## [TRY IT]
One part of the entries below is wanted: the lines from the one containing "type State = UiState;" through the one containing "let theme = state.theme();". Write those out exactly and nothing else.

## [DATA FOR ANALYSIS]

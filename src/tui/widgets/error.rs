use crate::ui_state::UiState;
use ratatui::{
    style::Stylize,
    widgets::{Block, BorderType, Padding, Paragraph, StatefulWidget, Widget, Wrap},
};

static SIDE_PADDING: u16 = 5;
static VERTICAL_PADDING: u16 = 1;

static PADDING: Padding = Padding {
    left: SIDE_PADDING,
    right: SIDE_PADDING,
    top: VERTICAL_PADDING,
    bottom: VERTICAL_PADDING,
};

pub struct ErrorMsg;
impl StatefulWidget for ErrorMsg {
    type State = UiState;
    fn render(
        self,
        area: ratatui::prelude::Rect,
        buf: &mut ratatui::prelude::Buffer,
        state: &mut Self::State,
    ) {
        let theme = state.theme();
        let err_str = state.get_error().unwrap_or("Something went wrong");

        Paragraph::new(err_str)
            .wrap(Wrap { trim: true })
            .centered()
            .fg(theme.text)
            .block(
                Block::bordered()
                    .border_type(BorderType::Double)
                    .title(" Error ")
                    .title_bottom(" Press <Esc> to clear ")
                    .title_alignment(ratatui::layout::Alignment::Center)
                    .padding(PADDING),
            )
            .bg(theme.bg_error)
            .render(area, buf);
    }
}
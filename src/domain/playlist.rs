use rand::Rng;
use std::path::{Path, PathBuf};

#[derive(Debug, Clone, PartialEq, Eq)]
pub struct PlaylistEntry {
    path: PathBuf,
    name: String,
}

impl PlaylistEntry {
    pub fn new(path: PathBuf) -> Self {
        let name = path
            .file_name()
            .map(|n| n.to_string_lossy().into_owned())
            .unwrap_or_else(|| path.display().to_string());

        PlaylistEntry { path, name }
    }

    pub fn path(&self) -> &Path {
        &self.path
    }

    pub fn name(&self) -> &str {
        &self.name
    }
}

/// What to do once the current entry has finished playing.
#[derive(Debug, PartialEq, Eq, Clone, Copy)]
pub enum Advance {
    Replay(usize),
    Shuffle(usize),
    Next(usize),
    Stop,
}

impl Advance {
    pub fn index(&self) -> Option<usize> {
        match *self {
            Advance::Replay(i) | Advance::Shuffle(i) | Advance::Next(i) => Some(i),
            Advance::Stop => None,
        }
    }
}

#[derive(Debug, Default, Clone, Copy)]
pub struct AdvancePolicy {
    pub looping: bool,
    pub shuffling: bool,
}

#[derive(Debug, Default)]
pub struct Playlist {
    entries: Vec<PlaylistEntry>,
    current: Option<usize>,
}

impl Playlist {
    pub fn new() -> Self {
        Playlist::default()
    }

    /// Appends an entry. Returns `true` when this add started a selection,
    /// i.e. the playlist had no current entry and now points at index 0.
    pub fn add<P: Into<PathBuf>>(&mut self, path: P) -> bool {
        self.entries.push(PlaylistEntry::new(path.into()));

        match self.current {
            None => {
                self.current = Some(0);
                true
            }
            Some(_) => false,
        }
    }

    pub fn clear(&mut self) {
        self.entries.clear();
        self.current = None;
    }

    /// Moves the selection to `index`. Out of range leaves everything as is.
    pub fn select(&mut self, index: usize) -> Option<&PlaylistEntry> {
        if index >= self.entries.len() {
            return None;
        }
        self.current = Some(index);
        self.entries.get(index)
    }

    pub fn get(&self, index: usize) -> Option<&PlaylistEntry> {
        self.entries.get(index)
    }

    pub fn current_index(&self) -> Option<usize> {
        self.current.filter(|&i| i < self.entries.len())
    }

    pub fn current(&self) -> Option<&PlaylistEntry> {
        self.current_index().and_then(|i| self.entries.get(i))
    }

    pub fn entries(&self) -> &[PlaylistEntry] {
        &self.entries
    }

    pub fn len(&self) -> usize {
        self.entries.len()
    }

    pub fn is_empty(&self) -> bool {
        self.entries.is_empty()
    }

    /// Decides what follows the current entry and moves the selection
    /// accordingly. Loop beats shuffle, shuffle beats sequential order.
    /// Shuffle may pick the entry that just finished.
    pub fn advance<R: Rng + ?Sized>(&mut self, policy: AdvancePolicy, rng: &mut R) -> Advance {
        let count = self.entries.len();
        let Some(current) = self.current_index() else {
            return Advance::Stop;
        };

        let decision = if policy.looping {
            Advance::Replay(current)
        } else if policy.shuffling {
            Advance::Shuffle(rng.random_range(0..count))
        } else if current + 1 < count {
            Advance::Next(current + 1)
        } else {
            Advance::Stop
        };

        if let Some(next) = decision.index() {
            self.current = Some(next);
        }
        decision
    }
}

--

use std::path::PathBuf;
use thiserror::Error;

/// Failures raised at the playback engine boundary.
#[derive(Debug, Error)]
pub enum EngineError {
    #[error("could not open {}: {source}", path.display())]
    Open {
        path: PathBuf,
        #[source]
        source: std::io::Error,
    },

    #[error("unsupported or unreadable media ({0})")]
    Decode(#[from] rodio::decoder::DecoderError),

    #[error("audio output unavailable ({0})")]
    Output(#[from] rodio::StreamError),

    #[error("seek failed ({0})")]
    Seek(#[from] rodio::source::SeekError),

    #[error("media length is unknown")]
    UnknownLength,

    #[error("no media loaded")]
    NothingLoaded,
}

## [ANSWER TO THIS TASK]
    type State = UiState;
    fn render(
        self,
        area: ratatui::prelude::Rect,
        buf: &mut ratatui::prelude::Buffer,
        state: &mut Self::State,
    ) {
        let theme = state.theme();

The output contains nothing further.